Re: Moja historia motoryzacji

: 07 lut 2013, 11:59
autor: GAZDA
71Corvette454 pisze:Subaru XT?! Toż to jest jeszcze rzadsze od SVX! :shock: Niezła lista!
no i nawet 2 miałem hehe ten 6cio cylindrowy to trup nie do odratowania był, turbiaka dałem siostrze bo ja ciągle mandaty dostawałem ino bo sie nie dało inaczej jeździć tym hehe

Re: Moja historia motoryzacji

: 07 lut 2013, 20:37
autor: RadAg!
Piękna lista Gazda i fajna broda :D

Re: Moja historia motoryzacji

: 07 lut 2013, 21:00
autor: GAZDA
a dzięki dzięki teroz też mam jak rumcajs wygądam hehe
mam nadzieje że wkrótce coś znowu można dodać do listy, bo jak na razie to moge najwyzej rower co se wylicytowałem za 17,38 ;)

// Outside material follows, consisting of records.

use nalgebra::{DMatrix, DVector, Matrix3, SymmetricEigen};
use rand::Rng;
use shapemodels_core::{IndexedPoints, PointCloud};
use tracing::debug;

use crate::deformation::DeformationField;
use crate::error::{ModelError, Result};
use crate::pdm::PointDistributionModel;

/// Posterior eigenvalues at or below this fraction of the largest prior
/// variance are dropped from the posterior model.
const POSTERIOR_RELATIVE_TOLERANCE: f64 = 1e-10;

/// A noisy observation of where reference point `point_id` lies.
#[derive(Debug, Clone, PartialEq)]
pub struct PointObservation {
    pub point_id: usize,
    pub position: [f64; 3],
    /// Covariance of the observation noise. Must be symmetric positive definite.
    pub noise: Matrix3<f64>,
}

impl PointObservation {
    /// Observation with unit isotropic noise.
    pub fn new(point_id: usize, position: [f64; 3]) -> Self {
        Self::isotropic(point_id, position, 1.0)
    }

    pub fn isotropic(point_id: usize, position: [f64; 3], variance: f64) -> Self {
        Self::with_noise(point_id, position, Matrix3::identity() * variance)
    }

    pub fn with_noise(point_id: usize, position: [f64; 3], noise: Matrix3<f64>) -> Self {
        Self {
            point_id,
            position,
            noise,
        }
    }
}

/// One unit-noise observation per line of an indexed point file.
pub fn observations_from_points(points: &IndexedPoints) -> Vec<PointObservation> {
    points
        .iter()
        .map(|(id, p)| PointObservation::new(id, p))
        .collect()
}

/// Gaussian posterior over the standardized model coefficients.
#[derive(Debug, Clone, PartialEq)]
pub struct CoefficientPosterior {
    pub mean: DVector<f64>,
    pub covariance: DMatrix<f64>,
}

/// Which linear system the conditioning is solved in.
#[derive(Debug, Clone, Copy, PartialEq, Eq)]
pub(crate) enum SolveSpace {
    /// `3m × 3m` system `Q Qᵀ + Σ`.
    Observation,
    /// `K × K` system `I + Qᵀ Σ⁻¹ Q`.
    Coefficient,
}

impl SolveSpace {
    fn smaller(rows: usize, rank: usize) -> Self {
        if rows <= rank {
            SolveSpace::Observation
        } else {
            SolveSpace::Coefficient
        }
    }
}

/// Condition the model coefficients on `observations`.
///
/// Observation `j` is modelled as
/// `position_j = reference[id] + mean[id] + Q_j · α + ε_j` with
/// `α ~ N(0, I)` and `ε_j ~ N(0, noise_j)`. The result is the exact Gaussian
/// posterior of `α`.
pub fn posterior_coefficients(
    model: &PointDistributionModel,
    observations: &[PointObservation],
) -> Result<CoefficientPosterior> {
    let space = SolveSpace::smaller(3 * observations.len(), model.rank());
    solve(model, observations, space)
}

/// Condition `model` on `observations` and return the posterior as a model
/// over the same reference domain.
pub fn posterior(
    model: &PointDistributionModel,
    observations: &[PointObservation],
) -> Result<PosteriorModel> {
    let coefficients = posterior_coefficients(model, observations)?;
    if model.rank() == 0 {
        return Ok(PosteriorModel {
            model: model.clone(),
            coefficients,
        });
    }

    let sd = model.standard_deviations();
    let k = model.rank();
    let c = &coefficients.covariance;
    let scaled = DMatrix::from_fn(k, k, |i, j| sd[i] * c[(i, j)] * sd[j]);
    let eigen = SymmetricEigen::new(scaled);

    let tolerance = POSTERIOR_RELATIVE_TOLERANCE * model.variances().max();
    let mut order: Vec<usize> = (0..k)
        .filter(|&i| eigen.eigenvalues[i] > tolerance)
        .collect();
    order.sort_by(|&a, &b| eigen.eigenvalues[b].total_cmp(&eigen.eigenvalues[a]));

    let mut rotation = DMatrix::<f64>::zeros(k, order.len());
    for (col, &i) in order.iter().enumerate() {
        rotation.set_column(col, &eigen.eigenvectors.column(i));
    }
    let basis = model.basis() * rotation;
    let variances =
        DVector::from_iterator(order.len(), order.iter().map(|&i| eigen.eigenvalues[i]));
    let mean = model.deformation(&coefficients.mean);

    debug!(
        observations = observations.len(),
        prior_rank = k,
        posterior_rank = variances.len(),
        "conditioned model on observations"
    );

    Ok(PosteriorModel {
        model: PointDistributionModel::from_parts(
            model.reference().clone(),
            mean,
            basis,
            variances,
        ),
        coefficients,
    })
}

/// The conditional shape distribution given a set of observations.
///
/// It is itself a [`PointDistributionModel`] over the prior's reference
/// domain, so it can be sampled or conditioned again.
#[derive(Debug, Clone, PartialEq)]
pub struct PosteriorModel {
    model: PointDistributionModel,
    coefficients: CoefficientPosterior,
}

impl PosteriorModel {
    pub fn model(&self) -> &PointDistributionModel {
        &self.model
    }

    pub fn into_model(self) -> PointDistributionModel {
        self.model
    }

    /// Posterior over the prior model's coefficients.
    pub fn coefficients(&self) -> &CoefficientPosterior {
        &self.coefficients
    }

    pub fn rank(&self) -> usize {
        self.model.rank()
    }

    pub fn mean_instance(&self) -> PointCloud {
        self.model.mean_instance()
    }

    pub fn mean_deformation(&self) -> DeformationField {
        self.model.mean_field()
    }

    pub fn sample<R: Rng + ?Sized>(&self, rng: &mut R) -> PointCloud {
        self.model.sample(rng)
    }

    pub fn sample_seeded(&self, seed: u64) -> PointCloud {
        self.model.sample_seeded(seed)
    }
}

pub(crate) fn solve(
    model: &PointDistributionModel,
    observations: &[PointObservation],
    space: SolveSpace,
) -> Result<CoefficientPosterior> {
    if observations.is_empty() {
        return Err(ModelError::EmptyEvidence);
    }
    let num_points = model.num_points();
    for obs in observations {
        if obs.point_id >= num_points {
            return Err(ModelError::UnknownPointId {
                id: obs.point_id,
                num_points,
            });
        }
        if !obs.position.iter().all(|v| v.is_finite()) {
            return Err(ModelError::NonFiniteObservation { id: obs.point_id });
        }
    }
    let noise_factors = observations
        .iter()
        .map(noise_factor)
        .collect::<Result<Vec<_>>>()?;

    let k = model.rank();
    if k == 0 {
        return Ok(CoefficientPosterior {
            mean: DVector::zeros(0),
            covariance: DMatrix::zeros(0, 0),
        });
    }

    let posterior = match space {
        SolveSpace::Observation => solve_observation_space(model, observations)?,
        SolveSpace::Coefficient => solve_coefficient_space(model, observations, &noise_factors)?,
    };
    Ok(posterior)
}

/// Lower Cholesky factor of an observation's noise covariance.
fn noise_factor(obs: &PointObservation) -> Result<DMatrix<f64>> {
    let invalid = || ModelError::InvalidNoiseCovariance { id: obs.point_id };
    let noise = DMatrix::from_column_slice(3, 3, obs.noise.as_slice());
    if noise.iter().any(|v| !v.is_finite()) {
        return Err(invalid());
    }
    let asymmetry = (&noise - noise.transpose()).amax();
    if asymmetry > 1e-12 * noise.amax().max(1.0) {
        return Err(invalid());
    }
    noise.cholesky().map(|c| c.l()).ok_or_else(invalid)
}

/// Residual of an observation from the model mean at its point.
fn residual(model: &PointDistributionModel, obs: &PointObservation) -> [f64; 3] {
    let m = model.mean_position(obs.point_id);
    [
        obs.position[0] - m[0],
        obs.position[1] - m[1],
        obs.position[2] - m[2],
    ]
}

fn solve_coefficient_space(
    model: &PointDistributionModel,
    observations: &[PointObservation],
    noise_factors: &[DMatrix<f64>],
) -> Result<CoefficientPosterior> {
    let k = model.rank();
    let mut precision = DMatrix::<f64>::identity(k, k);
    let mut rhs = DVector::<f64>::zeros(k);

    for (obs, l) in observations.iter().zip(noise_factors) {
        let q = model.scaled_rows(obs.point_id);
        let y = DVector::from_row_slice(&residual(model, obs));
        let whitened_q = l
            .solve_lower_triangular(&q)
            .ok_or(ModelError::Numerical("singular noise factor"))?;
        let whitened_y = l
            .solve_lower_triangular(&y)
            .ok_or(ModelError::Numerical("singular noise factor"))?;
        precision += whitened_q.tr_mul(&whitened_q);
        rhs += whitened_q.tr_mul(&whitened_y);
    }

    let chol = precision
        .cholesky()
        .ok_or(ModelError::Numerical("posterior precision is not positive definite"))?;
    Ok(CoefficientPosterior {
        mean: chol.solve(&rhs),
        covariance: symmetrize(chol.inverse()),
    })
}

fn solve_observation_space(
    model: &PointDistributionModel,
    observations: &[PointObservation],
) -> Result<CoefficientPosterior> {
    let k = model.rank();
    let rows = 3 * observations.len();
    let mut q = DMatrix::<f64>::zeros(rows, k);
    let mut y = DVector::<f64>::zeros(rows);
    let mut system = DMatrix::<f64>::zeros(rows, rows);

    for (j, obs) in observations.iter().enumerate() {
        q.rows_mut(3 * j, 3).copy_from(&model.scaled_rows(obs.point_id));
        y.rows_mut(3 * j, 3).copy_from_slice(&residual(model, obs));
        system.fixed_view_mut::<3, 3>(3 * j, 3 * j).copy_from(&obs.noise);
    }
    system += &q * q.transpose();

    let chol = system
        .cholesky()
        .ok_or(ModelError::Numerical("observation system is not positive definite"))?;
    let mean = q.tr_mul(&chol.solve(&y));
    let covariance = DMatrix::identity(k, k) - q.tr_mul(&chol.solve(&q));
    Ok(CoefficientPosterior {
        mean,
        covariance: symmetrize(covariance),
    })
}

fn symmetrize(m: DMatrix<f64>) -> DMatrix<f64> {
    (&m + m.transpose()) * 0.5
}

Re: Moja historia motoryzacji

: 07 lut 2013, 21:18
autor: lincoln1998
Oj Gazda vel. Baca :D

Niezłe furki miałeś ale większość się strasznie sypała co nie ? Nie masz ogólnie szczęścia do aut :D

Re: Moja historia motoryzacji

: 07 lut 2013, 21:30
autor: GAZDA
czemu? auta sie sypią jedne szybciej inne wolniej, nie miały u mnie lekko auta bo robiłem sporo kilometrów, nie było sorry, każde warunki była jazda...
zresztą nigdy nie wydawałem dużo kasy na auto, miało być tanie tak że jak sie posypie to sie sprzedawało czy rozbierało na części abo na złom...
najgorzej wypadły kadetty, wiec mam z góry pewne wątpliwości co do produktów koncernu gm...

Re: Moja historia motoryzacji

: 08 lut 2013, 00:28
autor: kitt94
No, no, pokaźna lista, a to XT i to razy dwa już w ogóle gniecie!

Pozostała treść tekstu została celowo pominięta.